La nuit du 15 août 1691 (année 4 de l’ère Genroku), le jour de la pleine lune d’automne, à l’ermitage Mumeian de Kisozuka, on organise une grande séance de haiku.
La lecture des poèmes au mois d’août de l’ancien calendrier, se limite au thème de la lune et les participants absorbés entièrement par la contemplation de l’astre nocturne, se passionnent follement.
Finalement, le poème lu par l’assemblée s’intitule « Miidera no mon tatakabaya kyō no tsuki (Au clair de lune, frappons à la porte du temple Miidera) » dans lequel Bashō conduisant une barque sur le lac Biwa, admire le temple Miidera resplendissant sous la lumière de la lune.

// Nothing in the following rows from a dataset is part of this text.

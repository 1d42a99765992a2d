//! Locally persisted favorites list: one JSON file holding the full list of
//! Movie records, rewritten wholesale on every mutation.

use crate::models::Movie;
use anyhow::{Context, Result};
use std::collections::HashSet;
use std::env;
use std::fs;
use std::path::PathBuf;
use tracing::{debug, warn};

const FAVORITES_PATH_VAR: &str = "CINESCOUT_FAVORITES";

/// The one process-wide mutable resource: an insertion-ordered, id-unique
/// set of movies. Opened once at startup and passed by reference to whoever
/// needs it.
#[derive(Debug)]
pub struct FavoritesStore {
    path: PathBuf,
    movies: Vec<Movie>,
    ids: HashSet<i32>,
}

impl FavoritesStore {
    /// Opens the store at `path`, creating parent directories as needed.
    /// A missing file means an empty list, not an error.
    pub fn open(path: PathBuf) -> Result<Self> {
        if let Some(parent) = path.parent() {
            fs::create_dir_all(parent)
                .with_context(|| format!("creating {}", parent.display()))?;
        }
        let movies: Vec<Movie> = if path.exists() {
            let contents = fs::read_to_string(&path)
                .with_context(|| format!("reading {}", path.display()))?;
            serde_json::from_str(&contents)
                .with_context(|| format!("{} is not a valid favorites file", path.display()))?
        } else {
            Vec::new()
        };
        let mut ids = HashSet::new();
        let mut deduped = Vec::with_capacity(movies.len());
        for movie in movies {
            if ids.insert(movie.id) {
                deduped.push(movie);
            }
        }
        debug!(path = %path.display(), count = deduped.len(), "favorites loaded");
        Ok(Self {
            path,
            movies: deduped,
            ids,
        })
    }

    /// Default location: `CINESCOUT_FAVORITES` if set, otherwise the
    /// platform data directory.
    pub fn open_default() -> Result<Self> {
        let path = match env::var(FAVORITES_PATH_VAR) {
            Ok(p) => PathBuf::from(p),
            Err(_) => {
                let dirs = directories::ProjectDirs::from("", "", "cinescout")
                    .context("no usable home directory for favorites storage")?;
                dirs.data_dir().join("favorites.json")
            }
        };
        Self::open(path)
    }

    /// Appends the movie unless its id is already present, then persists.
    pub fn add(&mut self, movie: Movie) {
        if self.ids.insert(movie.id) {
            self.movies.push(movie);
            self.persist();
        }
    }

    /// Removes the entry with this id if present, then persists.
    pub fn remove(&mut self, id: i32) {
        if self.ids.remove(&id) {
            self.movies.retain(|m| m.id != id);
            self.persist();
        }
    }

    pub fn contains(&self, id: i32) -> bool {
        self.ids.contains(&id)
    }

    /// Current favorites in insertion order.
    pub fn list(&self) -> &[Movie] {
        &self.movies
    }

    /// Case-insensitive title substring filter for the favorites view.
    /// An empty query returns the full list.
    pub fn filter(&self, query: &str) -> Vec<&Movie> {
        let needle = query.trim().to_lowercase();
        if needle.is_empty() {
            return self.movies.iter().collect();
        }
        self.movies
            .iter()
            .filter(|m| m.title.to_lowercase().contains(&needle))
            .collect()
    }

    // Callers never see a persistence failure; it lands in the log instead.
    fn persist(&self) {
        if let Err(e) = self.write_to_disk() {
            warn!("failed to persist favorites: {e:#}");
        }
    }

    // Temp-file + rename keeps the file intact if the write is interrupted.
    fn write_to_disk(&self) -> Result<()> {
        let json = serde_json::to_string_pretty(&self.movies).context("serializing favorites")?;
        let tmp = self.path.with_extension("tmp");
        fs::write(&tmp, json).with_context(|| format!("writing {}", tmp.display()))?;
        fs::rename(&tmp, &self.path)
            .with_context(|| format!("replacing {}", self.path.display()))?;
        Ok(())
    }
}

On peut alors facilement imaginer la silhouette de Bashō légèrement ennivré, frappant à la porte du temple et invitant les moines à venir tous ensemble admirer la belle lune de cette nuit-là.
Ce haiku s’inspire de l’oeuvre de Katō (Jia Dao), un poète de la Chine des Tang dans lequel on peut lire: « L’arbre au bord de l’étang qui abrite les oiseaux, la porte à laquelle les moines frappent au clair de lune ».
Cela signifierait qu’à l’image des moines de la Chine ancienne frappant à la porte sous le clair de lune, les participants eux aussi s’invitent à frapper à la porte du temple.